In this captivating episode of Portugal à Vista, we are invited into one of the most fascinating and nostalgic corners of the Campo de Ourique neighborhood: Lugar do Tempo. Amidst the hustle and bustle of modern life in Lisbon, this space emerges as a portal where vintage clocks reign supreme and time finally seems to slow down. Led by the expertise and passion of Pedro Machado, we explore the meticulous art of traditional watchmaking, a craft that demands near-infinite patience and absolute dedication to detail.
Lugar do Tempo is not merely a repair shop; it is a repository of memories. Pedro Machado, who once navigated a career in graphic design in cities like Almada and Moscow, found his true calling in the heartbeat of mechanical movements. Throughout the episode, Pedro reveals how his passion for mechanics—which began in childhood with cars and motorcycles—transformed into a career dedicated to saving objects that the industrialized world seems to want to forget. The viewer is guided through the technical complexity of these devices, where form and function merge artistically. Pedro explains the challenge of working with parts that no longer exist on the market, forcing the master watchmaker to manufacture components from scratch, using a lathe and traditional tools, so that the mechanism can pulse once more.
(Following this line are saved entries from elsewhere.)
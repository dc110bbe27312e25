//! SQLite queries for the bans table

use sqlx::{SqliteConnection, SqlitePool};
use tracing::instrument;

use ban_core::{BanId, BanRecord, NewBan, SteamId};

use crate::models::BanModel;

impl TryFrom<BanModel> for BanRecord {
    type Error = sqlx::Error;

    /// Rows written by other tools may hold values outside the entity's ranges
    fn try_from(model: BanModel) -> Result<Self, Self::Error> {
        let duration =
            u32::try_from(model.duration).map_err(|e| sqlx::Error::Decode(Box::new(e)))?;
        let server_id =
            i32::try_from(model.server_id).map_err(|e| sqlx::Error::Decode(Box::new(e)))?;

        Ok(BanRecord {
            id: BanId::new(model.id),
            target_id: SteamId::from_db(model.target_id),
            admin_id: model.admin_id.map(SteamId::from_db),
            name: model.name,
            start_date: model.start_date,
            stop_date: model.stop_date,
            duration,
            reason: model.reason,
            ip_address: model.ip_address,
            server_id,
        })
    }
}

/// SQLite access to the bans table
#[derive(Clone)]
pub struct SqliteBanRepository {
    pool: SqlitePool,
}

impl SqliteBanRepository {
    /// Create a new SqliteBanRepository
    pub fn new(pool: SqlitePool) -> Self {
        Self { pool }
    }

    /// Insert a new ban on an open connection and return its id
    ///
    /// Only the columns a `NewBan` carries are written; the rest take their
    /// column defaults.
    #[instrument(skip(conn, ban), fields(target_id = %ban.target_id))]
    pub async fn insert(conn: &mut SqliteConnection, ban: &NewBan) -> Result<BanId, sqlx::Error> {
        let result = sqlx::query(
            r"
            INSERT INTO bans (target_id, admin_id, duration, reason)
            VALUES (?1, ?2, ?3, ?4)
            ",
        )
        .bind(ban.target_id.to_db())
        .bind(ban.admin_id.map(SteamId::to_db))
        .bind(i64::from(ban.duration))
        .bind(ban.reason.as_deref())
        .execute(&mut *conn)
        .await?;

        Ok(BanId::new(result.last_insert_rowid()))
    }

    #[instrument(skip(self))]
    pub async fn find_by_id(&self, id: BanId) -> Result<Option<BanRecord>, sqlx::Error> {
        let result = sqlx::query_as::<_, BanModel>(
            r"
            SELECT id, target_id, admin_id, name, start_date, stop_date,
                   duration, reason, ip_address, server_id
            FROM bans
            WHERE id = ?1
            ",
        )
        .bind(id.into_inner())
        .fetch_optional(&self.pool)
        .await?;

        result.map(BanRecord::try_from).transpose()
    }

    /// All bans recorded against a player, newest first
    #[instrument(skip(self))]
    pub async fn find_by_target(&self, target_id: SteamId) -> Result<Vec<BanRecord>, sqlx::Error> {
        let results = sqlx::query_as::<_, BanModel>(
            r"
            SELECT id, target_id, admin_id, name, start_date, stop_date,
                   duration, reason, ip_address, server_id
            FROM bans
            WHERE target_id = ?1
            ORDER BY id DESC
            ",
        )
        .bind(target_id.to_db())
        .fetch_all(&self.pool)
        .await?;

        results.into_iter().map(BanRecord::try_from).collect()
    }

    #[instrument(skip(self))]
    pub async fn count(&self) -> Result<i64, sqlx::Error> {
        sqlx::query_scalar::<_, i64>("SELECT COUNT(*) FROM bans")
            .fetch_one(&self.pool)
            .await
    }
}

#[cfg(test)]
mod tests {
    use super::*;
    use crate::schema::ensure_schema;
    use sqlx::sqlite::SqlitePoolOptions;

    async fn memory_pool() -> SqlitePool {
        let pool = SqlitePoolOptions::new()
            .max_connections(1)
            .connect("sqlite::memory:")
            .await
            .unwrap();
        ensure_schema(&pool).await.unwrap();
        pool
    }

    fn steam(account: &str) -> SteamId {
        SteamId::parse(account).unwrap()
    }

    #[test]
    fn test_repo_is_send_sync() {
        fn assert_send_sync<T: Send + Sync>() {}
        assert_send_sync::<SqliteBanRepository>();
    }

    #[tokio::test]
    async fn test_insert_and_find() {
        let pool = memory_pool().await;
        let repo = SqliteBanRepository::new(pool.clone());

        let ban = NewBan {
            target_id: steam("STEAM_0:1:500"),
            admin_id: Some(steam("STEAM_0:0:7")),
            duration: 600,
            reason: Some("teamkilling".to_string()),
        };

        let mut conn = pool.acquire().await.unwrap();
        let id = SqliteBanRepository::insert(&mut conn, &ban).await.unwrap();
        drop(conn);

        let record = repo.find_by_id(id).await.unwrap().unwrap();
        assert_eq!(record.id, id);
        assert_eq!(record.target_id, ban.target_id);
        assert_eq!(record.admin_id, ban.admin_id);
        assert_eq!(record.duration, 600);
        assert_eq!(record.reason.as_deref(), Some("teamkilling"));
        assert_eq!(record.server_id, BanRecord::UNKNOWN_SERVER_ID);
        assert!(record.name.is_none());
        assert!(record.ip_address.is_none());
        assert!(record.stop_date.is_none());

        assert!(repo.find_by_id(BanId::new(9999)).await.unwrap().is_none());
    }

    #[tokio::test]
    async fn test_find_by_target_newest_first() {
        let pool = memory_pool().await;
        let repo = SqliteBanRepository::new(pool.clone());
        let target = steam("STEAM_0:0:900");
        let other = steam("STEAM_0:0:901");

        let mut conn = pool.acquire().await.unwrap();
        let first = SqliteBanRepository::insert(&mut conn, &NewBan::new(target))
            .await
            .unwrap();
        SqliteBanRepository::insert(&mut conn, &NewBan::new(other))
            .await
            .unwrap();
        let second = SqliteBanRepository::insert(&mut conn, &NewBan::new(target))
            .await
            .unwrap();
        drop(conn);

        let ids: Vec<BanId> = repo
            .find_by_target(target)
            .await
            .unwrap()
            .into_iter()
            .map(|r| r.id)
            .collect();
        assert_eq!(ids, vec![second, first]);
        assert_eq!(repo.count().await.unwrap(), 3);
    }

    #[tokio::test]
    async fn test_out_of_range_row_is_a_decode_error() {
        let pool = memory_pool().await;
        let repo = SqliteBanRepository::new(pool.clone());
        let target = steam("STEAM_0:1:77");

        let negative = sqlx::query("INSERT INTO bans (target_id, duration) VALUES (?1, -5)")
            .bind(target.to_db())
            .execute(&pool)
            .await
            .unwrap()
            .last_insert_rowid();
        let oversized = sqlx::query("INSERT INTO bans (target_id, server_id) VALUES (?1, ?2)")
            .bind(target.to_db())
            .bind(i64::from(i32::MAX) + 1)
            .execute(&pool)
            .await
            .unwrap()
            .last_insert_rowid();

        for id in [negative, oversized] {
            let result = repo.find_by_id(BanId::new(id)).await;
            assert!(matches!(result, Err(sqlx::Error::Decode(_))), "{result:?}");
        }
        assert!(matches!(
            repo.find_by_target(target).await,
            Err(sqlx::Error::Decode(_))
        ));
    }
}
One of the most moving aspects of this episode is its focus on the emotional value of objects. Lugar do Tempo frequently receives clocks and watches that, while they may not hold astronomical monetary value, are priceless treasures to their owners. These are pieces that belonged to fathers, grandfathers, and great-grandfathers, carrying decades of family stories within them. Pedro shares the responsibility and pleasure he feels in restoring these heirlooms, ensuring that a family’s emotional heritage continues to count the seconds for generations to come. The narrative highlights the struggle of independent watchmaking against the pressure of major brands, which often restrict access to parts and knowledge to force the consumption of new products.
The story gains a new layer of hope with the introduction of Alice Machado. Pedro’s daughter has decided to follow in her father’s footsteps, currently studying the watchmaking course at the prestigious Casa Pia. Seeing the dynamic between father and daughter, united by the same respect for precision and the silence required for this work, is a powerful testament to the continuity of Portuguese traditions. Alice shares her learning experience and her desire to take this knowledge even further, possibly to Switzerland, before returning to secure the future of Lugar do Tempo. This episode of Portugal à Vista is, therefore, a celebration of craftsmanship, persistence, and the unbreakable link between the past and the future. Allow yourself to be enchanted by the magic of the clock hands and discover how, in the heart of Lisbon, it is still possible to mend time.